The federal Centers for Medicare and Medicaid Services (CMS) issued final rules Nov. 1 updating hospital Outpatient Prospective Payment System (OPPS) rates and ambulatory surgery center (ASC) payment rates for services to be performed in calendar year 2008.

Taking into account the annual market basket update (an inflation adjuster for hospitals’ costs of providing services), CMS estimated that hospitals would receive an overall average 3.8% increase in Medicare payments for outpatient services next year. In a news release issued the same day, CMS noted that Medicare spending on hospital outpatient services has been growing significantly in recent years, helping fuel the rapid growth in Medicare Part B spending. The agency estimated that, collectively, CMS and Medicare beneficiary coinsurance payments under the OPPS system will increase 10% to about $36 billion in 2008.

CMS’ final rule on ASC payment rates for 2008 largely tracked the sweeping reform proposals the agency first outlined last August. ASCs generally will be paid 65% of the Hospital Outpatient Department rates, and 819 new procedures will be added to the list eligible for reimbursement by Medicare, according to a member alert quickly posted to the Web site of ASC industry group FASA. CMS also stuck to its proposal to phase in the new ASC payment system over a four-year-period for services that previously had been eligible for Medicare reimbursements. New procedures added to the ASC eligibility list will come under the new payment system immediately in 2008. Additional analysis of the final ASC payments rule is available on FASA’s Web site.
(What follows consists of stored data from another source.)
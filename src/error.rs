// Crate error type. Every variant states *what* contract was broken.
// Ordinary mask content (all clear, all painted, odd colors) never errors.
use thiserror::Error;

#[derive(Error, Debug, Clone, PartialEq)]
pub enum Error {
    /// Buffer length disagrees with the declared width/height.
    #[error(
        "raster dimension mismatch: {width}x{height}x{channels} needs {expected} bytes, got {actual}"
    )]
    DimensionMismatch {
        width: u32,
        height: u32,
        channels: usize,
        expected: usize,
        actual: usize,
    },

    /// Width x height too large to address as an RGBA buffer.
    #[error("raster dimension overflow: {width}x{height}x{channels} does not fit in memory")]
    DimensionOverflow { width: u32, height: u32, channels: usize },

    /// Two rasters that must line up pixel-for-pixel do not.
    #[error("raster size mismatch: expected {expected:?}, got {actual:?}")]
    SizeMismatch { expected: (u32, u32), actual: (u32, u32) },

    #[error("invalid parameter: {name} = {value} ({reason})")]
    InvalidParameter {
        name: &'static str,
        value: String,
        reason: &'static str,
    },
}

pub type Result<T> = std::result::Result<T, Error>;
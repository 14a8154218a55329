// Adapter between the host's `image` crate buffers and our rasters.
// Both sides are row-major 8-bit. An `ImageBuffer` may carry spare bytes past
// the last pixel, so only the first w*h*channels bytes are taken.

use image::{DynamicImage, ImageBuffer, Rgb, RgbImage, Rgba, RgbaImage};

use crate::error::{Error, Result};
use crate::types::{Color, Raster, RgbRaster};

// Drop trailing bytes beyond the pixel data; `from_raw` checks the rest.
fn pixel_bytes(mut raw: Vec<u8>, width: u32, height: u32, channels: usize) -> Vec<u8> {
    let len = (width as usize)
        .saturating_mul(height as usize)
        .saturating_mul(channels);
    raw.truncate(len);
    raw
}

// Our buffers are exact, so `ImageBuffer::from_raw` only fails if that breaks.
fn mismatch(width: u32, height: u32, channels: usize, actual: usize) -> Error {
    Error::DimensionMismatch {
        width,
        height,
        channels,
        expected: (width as usize).saturating_mul(height as usize).saturating_mul(channels),
        actual,
    }
}

impl TryFrom<RgbaImage> for Raster {
    type Error = Error;

    fn try_from(img: RgbaImage) -> Result<Self> {
        let (w, h) = img.dimensions();
        Raster::from_raw(w, h, pixel_bytes(img.into_raw(), w, h, Raster::CHANNELS))
    }
}

impl TryFrom<Raster> for RgbaImage {
    type Error = Error;

    fn try_from(r: Raster) -> Result<Self> {
        let (w, h) = r.dimensions();
        let raw = r.into_raw();
        let len = raw.len();
        ImageBuffer::from_raw(w, h, raw).ok_or_else(|| mismatch(w, h, Raster::CHANNELS, len))
    }
}

impl TryFrom<RgbImage> for RgbRaster {
    type Error = Error;

    fn try_from(img: RgbImage) -> Result<Self> {
        let (w, h) = img.dimensions();
        RgbRaster::from_raw(w, h, pixel_bytes(img.into_raw(), w, h, RgbRaster::CHANNELS))
    }
}

impl TryFrom<RgbRaster> for RgbImage {
    type Error = Error;

    fn try_from(r: RgbRaster) -> Result<Self> {
        let (w, h) = r.dimensions();
        let raw = r.into_raw();
        let len = raw.len();
        ImageBuffer::from_raw(w, h, raw).ok_or_else(|| mismatch(w, h, RgbRaster::CHANNELS, len))
    }
}

impl Raster {
    /// Any decoded image, converted to RGBA8 (e.g. a mask layer loaded by the host).
    pub fn from_dynamic(img: &DynamicImage) -> Result<Self> {
        img.to_rgba8().try_into()
    }

    pub fn into_rgba_image(self) -> Result<RgbaImage> {
        self.try_into()
    }
}

impl RgbRaster {
    /// Any decoded image, converted to RGB8 (e.g. a saved binary mask).
    pub fn from_dynamic(img: &DynamicImage) -> Result<Self> {
        img.to_rgb8().try_into()
    }

    pub fn into_rgb_image(self) -> Result<RgbImage> {
        self.try_into()
    }
}

impl From<Rgba<u8>> for Color {
    fn from(p: Rgba<u8>) -> Self {
        Color::from(p.0)
    }
}

impl From<Color> for Rgba<u8> {
    fn from(c: Color) -> Self {
        Rgba([c.r, c.g, c.b, c.a])
    }
}

impl From<Rgb<u8>> for Color {
    fn from(Rgb([r, g, b]): Rgb<u8>) -> Self {
        Color::rgb(r, g, b)
    }
}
In the agency’s news release, CMS acting Administrator Kerry Weems said, “The policies of the revised ASC payment system that are reflected in the 2008 payment rates further expand beneficiary choices by providing patients the flexibility to select, in consultation with their physicians, the most appropriate care setting for their particular surgical needs. The revised system takes a major step toward eliminating financial incentives for choosing one setting over another, thereby placing patients’ needs first, increasing efficiencies and leading to savings for both beneficiaries and the Medicare program.”